133 Views Asked by At

Consider a simple differential equation such as $$ iU_t +U_{xx} = 0 $$ To solve using a spectral method I would do a Fourier transform and obtain $$ i\hat{U_t} - k^2 \hat{U} = 0 $$ Where the hat refers to transformed quantities, and $k$ is from the spatial Fourier transform. To apply the numerical solving, I would take time steps $\Delta t$ along the time axis and write $$ \hat{U}^{n+1} = \hat{U^n} - ik^2 \Delta t \hat{U^n} $$ and here the superscript denotes the time step, so $U$ at the next time step is now written as a function of the previous time step. Iterating over this gives an approximation to the solution on the desired time interval. Then I can take the inverse transform and it is done.

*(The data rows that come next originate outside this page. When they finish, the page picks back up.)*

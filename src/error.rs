//! Error types for Socksd
//!
//! This module defines all custom error types used throughout the application.

use std::io;
use std::time::Duration;
use thiserror::Error;

/// Main error type for Socksd operations
#[derive(Error, Debug)]
pub enum SocksdError {
    /// Configuration failed validation
    #[error("Invalid configuration: {0}")]
    Config(String),

    /// Failed to bind the listening socket
    #[error("Failed to bind {addr}: {source}")]
    Bind {
        /// Address that was being bound
        addr: String,
        /// Underlying socket error
        #[source]
        source: io::Error,
    },
}

/// Wire format decoding errors
///
/// Raised by the pure parser when a handshake or request buffer is
/// malformed, truncated or carries trailing bytes.
#[derive(Error, Debug, Clone, PartialEq, Eq)]
pub enum DecodeError {
    /// Buffer shorter than the fixed header
    #[error("Message too short: need at least {needed} bytes, got {actual}")]
    TooShort {
        /// Minimum header length
        needed: usize,
        /// Length of the supplied buffer
        actual: usize,
    },

    /// Version byte is not 5
    #[error("Unsupported SOCKS version: {0}")]
    UnsupportedVersion(u8),

    /// Buffer length does not match the length declared by the message
    #[error("Length mismatch: expected {expected} bytes, got {actual}")]
    LengthMismatch {
        /// Length implied by the message fields
        expected: usize,
        /// Length of the supplied buffer
        actual: usize,
    },

    /// ATYP is not IPv4, domain or IPv6
    #[error("Unsupported address type: {0}")]
    UnsupportedAddressType(u8),

    /// Domain length byte outside 1..=254
    #[error("Invalid domain length: {0}")]
    InvalidDomainLength(u8),
}

/// SOCKS5 specific errors
///
/// Each variant is a terminal outcome for one connection.
#[derive(Error, Debug)]
pub enum Socks5Error {
    /// Malformed handshake or request
    #[error("Decode error: {0}")]
    Decode(#[from] DecodeError),

    /// No acceptable authentication method
    #[error("No acceptable authentication method")]
    NoAcceptableMethod,

    /// Command not supported
    #[error("Command not supported: {0}")]
    CommandNotSupported(u8),

    /// Invalid domain name
    #[error("Invalid domain name: {0}")]
    InvalidDomain(String),

    /// Peer closed the connection before a complete message arrived
    #[error("Peer closed the connection")]
    PeerClosed,

    /// Destination name did not resolve
    #[error("Failed to resolve {target}: {source}")]
    Resolve {
        /// Destination as requested by the client
        target: String,
        /// Resolver error
        #[source]
        source: io::Error,
    },

    /// Outbound connect did not finish in time
    #[error("Connection to {target} timed out after {timeout:?}")]
    ConnectTimeout {
        /// Destination as requested by the client
        target: String,
        /// Timeout that elapsed
        timeout: Duration,
    },

    /// Outbound connect failed
    #[error("Failed to connect to {target}: {source}")]
    Connect {
        /// Destination as requested by the client
        target: String,
        /// Last connect error
        #[source]
        source: io::Error,
    },

    /// IO error on the client stream
    #[error("IO error: {0}")]
    Io(#[from] io::Error),
}

impl Socks5Error {
    /// Whether this error came out of the connect phase (resolve or dial)
    pub fn is_connect_failure(&self) -> bool {
        matches!(
            self,
            Socks5Error::Resolve { .. }
                | Socks5Error::ConnectTimeout { .. }
                | Socks5Error::Connect { .. }
        )
    }

    /// Reply code for a connect-phase failure using the per-error-kind mapping
    pub fn detailed_reply_code(&self) -> Socks5ReplyCode {
        match self {
            Socks5Error::Resolve { .. } | Socks5Error::ConnectTimeout { .. } => {
                Socks5ReplyCode::HostUnreachable
            }
            Socks5Error::Connect { source, .. } => Socks5ReplyCode::from(source),
            _ => Socks5ReplyCode::GeneralFailure,
        }
    }
}

/// Reply codes for SOCKS5 protocol
#[derive(Debug, Clone, Copy, PartialEq, Eq)]
#[repr(u8)]
pub enum Socks5ReplyCode {
    /// Command succeeded
    Succeeded = 0x00,
    /// General SOCKS server failure
    GeneralFailure = 0x01,
    /// Connection not allowed by ruleset
    ConnectionNotAllowed = 0x02,
    /// Network unreachable
    NetworkUnreachable = 0x03,
    /// Host unreachable
    HostUnreachable = 0x04,
    /// Connection refused
    ConnectionRefused = 0x05,
    /// TTL expired
    TtlExpired = 0x06,
    /// Command not supported
    CommandNotSupported = 0x07,
    /// Address type not supported
    AddressTypeNotSupported = 0x08,
}

impl From<Socks5ReplyCode> for u8 {
    fn from(code: Socks5ReplyCode) -> Self {
        code as u8
    }
}

impl TryFrom<u8> for Socks5ReplyCode {
    type Error = u8;

    fn try_from(value: u8) -> Result<Self, Self::Error> {
        match value {
            0x00 => Ok(Socks5ReplyCode::Succeeded),
            0x01 => Ok(Socks5ReplyCode::GeneralFailure),
            0x02 => Ok(Socks5ReplyCode::ConnectionNotAllowed),
            0x03 => Ok(Socks5ReplyCode::NetworkUnreachable),
            0x04 => Ok(Socks5ReplyCode::HostUnreachable),
            0x05 => Ok(Socks5ReplyCode::ConnectionRefused),
            0x06 => Ok(Socks5ReplyCode::TtlExpired),
            0x07 => Ok(Socks5ReplyCode::CommandNotSupported),
            0x08 => Ok(Socks5ReplyCode::AddressTypeNotSupported),
            other => Err(other),
        }
    }
}

impl From<&io::Error> for Socks5ReplyCode {
    fn from(err: &io::Error) -> Self {
        match err.kind() {
            io::ErrorKind::ConnectionRefused => Socks5ReplyCode::ConnectionRefused,
            io::ErrorKind::TimedOut => Socks5ReplyCode::HostUnreachable,
            io::ErrorKind::AddrNotAvailable => Socks5ReplyCode::HostUnreachable,
            io::ErrorKind::NotFound => Socks5ReplyCode::HostUnreachable,
            io::ErrorKind::HostUnreachable => Socks5ReplyCode::HostUnreachable,
            io::ErrorKind::NetworkUnreachable => Socks5ReplyCode::NetworkUnreachable,
            io::ErrorKind::PermissionDenied => Socks5ReplyCode::ConnectionNotAllowed,
            _ => Socks5ReplyCode::GeneralFailure,
        }
    }
}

My question is how to apply such a theory. I can have an initial condition vector, at $t=0$, call it $U_0$. It needs to give a value to each point on the mesh along the $x$ interval in which I am interested. Then all things on the RHS are known, and the transforms are the fast Fourier transforms, done discretely. I never used the discrete transform before, it looks like this: $$ X_k = \sum_{n=0}^{N-1} x_n e^{-i2\pi kn /N} $$ (from wikipedia).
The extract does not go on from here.